Telecoms13.03.2008

Pricey picture

In spite of looming competition, MultiChoice has announced plans to hike the price of its premium DStv service. With competitors soon to be breathing down its neck, MultiChoice is going to have to do a lot more to justify its prices to consumers.

From April 1, DStv’s premium service will cost R469/month, an increase of 6,6% from R440/month now. MultiChoice is so confident about its offering — or is it that it’s so disdainful of its new competitors? — that it feels it can impose a price increase just months before these new rivals launch their services.

Telkom Media and On Digital Media, two of the new licensees, are seen by analysts as likely to present stiff competition to DStv. Telkom Media, which is 66%-held by the fixed-line operator, has secured more than R7bn in debt financing to take the fight to MultiChoice. It is building state-of-the-art studios at its head office in Gauteng and is preparing to launch a wide range of channel bouquets offering everything from movies to documentaries and music to 24-hour news.

Telkom Media has said it will offer these bouquets from as little as R100/month. Its top-end package will cost about R350/month, more than R100 less than the premium DStv product. (It must be noted that it is impossible to make meaningful comparisons until Telkom Media announces details of its bouquets and confirms pricing.)

With a fight for viewers looming, though, MultiChoice is going to have to improve its offering to keep its subscribers sweet. The broadcast quality of many of its channels leaves a lot to be desired. It compresses the video on some of its channels so heavily that on large-screen TVs — especially liquid crystal displays — images are blocky.

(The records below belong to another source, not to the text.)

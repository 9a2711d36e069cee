use rentwise_core::AppError;
use thiserror::Error;

#[derive(Debug, Error)]
pub enum StoreError {
    #[error("{0}")]
    NotFound(&'static str),

    /// A unique constraint was violated, e.g. an email already in use.
    #[error("{0}")]
    Conflict(&'static str),

    /// A stored row could not be turned back into a domain record.
    #[error("corrupt record: {0}")]
    Corrupt(String),

    #[error("database error: {0}")]
    Backend(#[from] sqlx::Error),
}

impl StoreError {
    /// Classifies a SQLx error, turning unique violations into `Conflict`.
    pub(crate) fn from_write(err: sqlx::Error, conflict: &'static str) -> Self {
        if let sqlx::Error::Database(db_err) = &err
            && db_err.is_unique_violation()
        {
            return StoreError::Conflict(conflict);
        }
        StoreError::Backend(err)
    }
}

impl From<StoreError> for AppError {
    fn from(err: StoreError) -> Self {
        match err {
            StoreError::NotFound(message) => AppError::not_found(anyhow::anyhow!(message)),
            StoreError::Conflict(message) => AppError::bad_request(anyhow::anyhow!(message)),
            other => AppError::internal(other),
        }
    }
}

It does this to save satellite bandwidth costs but with more of its customers, especially those who subscribe to its premium bouquet, buying high-definition TVs for the first time, the quality of its broadcasts could soon prove a liability. If competitors can provide high-quality video in wide-screen format for high-definition (HD) TVs, MultiChoice will begin losing well-heeled customers — and therefore advertising — to rivals.

The pay-TV operator has promised to launch HD channels later this year but this is the least it must do to fend off rivals effectively — Telkom Media will undoubtedly launch with at least a few HD channels to lure people who have bought HD TVs.

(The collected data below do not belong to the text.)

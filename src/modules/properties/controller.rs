use axum::{
    Json,
    extract::{Path, Query, State},
    http::StatusCode,
};
use rentwise_core::{AppError, ErrorBody, PaginationParams};
use rentwise_models::{
    ListingsResponse, PropertiesResponse, PropertyCreatedResponse, PropertyDetails,
    PropertyResponse,
};
use tracing::instrument;

use super::service::PropertyService;
use crate::middleware::auth::AuthUser;
use crate::state::AppState;
use crate::validator::ValidatedJson;

/// List all properties with their owners
#[utoipa::path(
    get,
    path = "/api/property",
    params(PaginationParams),
    responses(
        (status = 200, description = "Page of listings", body = PropertiesResponse),
        (status = 500, description = "Internal server error", body = ErrorBody)
    ),
    tag = "Properties"
)]
#[instrument(skip(state))]
pub async fn list_properties(
    State(state): State<AppState>,
    Query(params): Query<PaginationParams>,
) -> Result<Json<PropertiesResponse>, AppError> {
    let response = PropertyService::list(state.properties.as_ref(), params).await?;
    Ok(Json(response))
}

/// Get one property
#[utoipa::path(
    get,
    path = "/api/property/{id}",
    params(("id" = String, Path, description = "Property id")),
    responses(
        (status = 200, description = "The listing with its owner", body = PropertyResponse),
        (status = 404, description = "Property not found", body = ErrorBody)
    ),
    tag = "Properties"
)]
#[instrument(skip(state))]
pub async fn get_property(
    State(state): State<AppState>,
    Path(id): Path<String>,
) -> Result<Json<PropertyResponse>, AppError> {
    let property = PropertyService::get(state.properties.as_ref(), &id).await?;
    Ok(Json(PropertyResponse { property }))
}

/// Publish a new listing owned by the caller
#[utoipa::path(
    post,
    path = "/api/property/create",
    request_body = PropertyDetails,
    responses(
        (status = 201, description = "Property created", body = PropertyCreatedResponse),
        (status = 400, description = "Malformed body", body = ErrorBody),
        (status = 401, description = "Missing or invalid credential", body = ErrorBody),
        (status = 403, description = "Role may not publish listings", body = ErrorBody),
        (status = 422, description = "Validation error", body = ErrorBody)
    ),
    security(("cookie_auth" = []), ("bearer_auth" = [])),
    tag = "Properties"
)]
#[instrument(skip(state, auth_user, details), fields(user_id = %auth_user.0.user_id))]
pub async fn create_property(
    State(state): State<AppState>,
    auth_user: AuthUser,
    ValidatedJson(details): ValidatedJson<PropertyDetails>,
) -> Result<(StatusCode, Json<PropertyCreatedResponse>), AppError> {
    let property =
        PropertyService::create(state.properties.as_ref(), auth_user.user_id()?, details).await?;

    Ok((
        StatusCode::CREATED,
        Json(PropertyCreatedResponse {
            message: "Property created successfully".to_string(),
            property,
        }),
    ))
}

/// Listings owned by the caller
#[utoipa::path(
    get,
    path = "/api/property/user/listings",
    responses(
        (status = 200, description = "The caller's listings", body = ListingsResponse),
        (status = 401, description = "Missing or invalid credential", body = ErrorBody)
    ),
    security(("cookie_auth" = []), ("bearer_auth" = [])),
    tag = "Properties"
)]
#[instrument(skip(state, auth_user), fields(user_id = %auth_user.0.user_id))]
pub async fn my_listings(
    State(state): State<AppState>,
    auth_user: AuthUser,
) -> Result<Json<ListingsResponse>, AppError> {
    let properties =
        PropertyService::listings_of(state.properties.as_ref(), auth_user.user_id()?).await?;
    Ok(Json(ListingsResponse { properties }))
}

What MultiChoice needs to do is introduce tiered bouquets based on content. For example, if you want to watch mainly sport, you ought to be able to subscribe to a lower-cost bouquet that is skewed towards the SuperSport channels but excludes many of the premium entertainment and movie channels.

Sources say Telkom Media plans to offer tiered bouquets so MultiChoice will have little option other than to do the same.

It ought also to give away its decoders to prospective customers. MultiChoice needs to draw a lesson from the cellphone industry, which gives away handsets in return for locking customers into contracts. Even users of the company’s personal video recorder decoders, who have to stump up an extra R55/month — a fee that smacks of monopoly pricing — have to buy the machines up front.

Ironically, though, the biggest competitor to DStv may not even come from traditional operators. South Africans increasingly share portable hard drives packed full of the latest US and British TV shows — downloaded, advertising-free content which hasn’t been aired here yet. It’s not legal, of course, but the practice is widespread and isn’t going to stop.

The only way pay-TV operators such as MultiChoice can compete is to broadcast the latest shows sooner and in better quality — downloaded content is sometimes of poorer quality — and offer more local programming.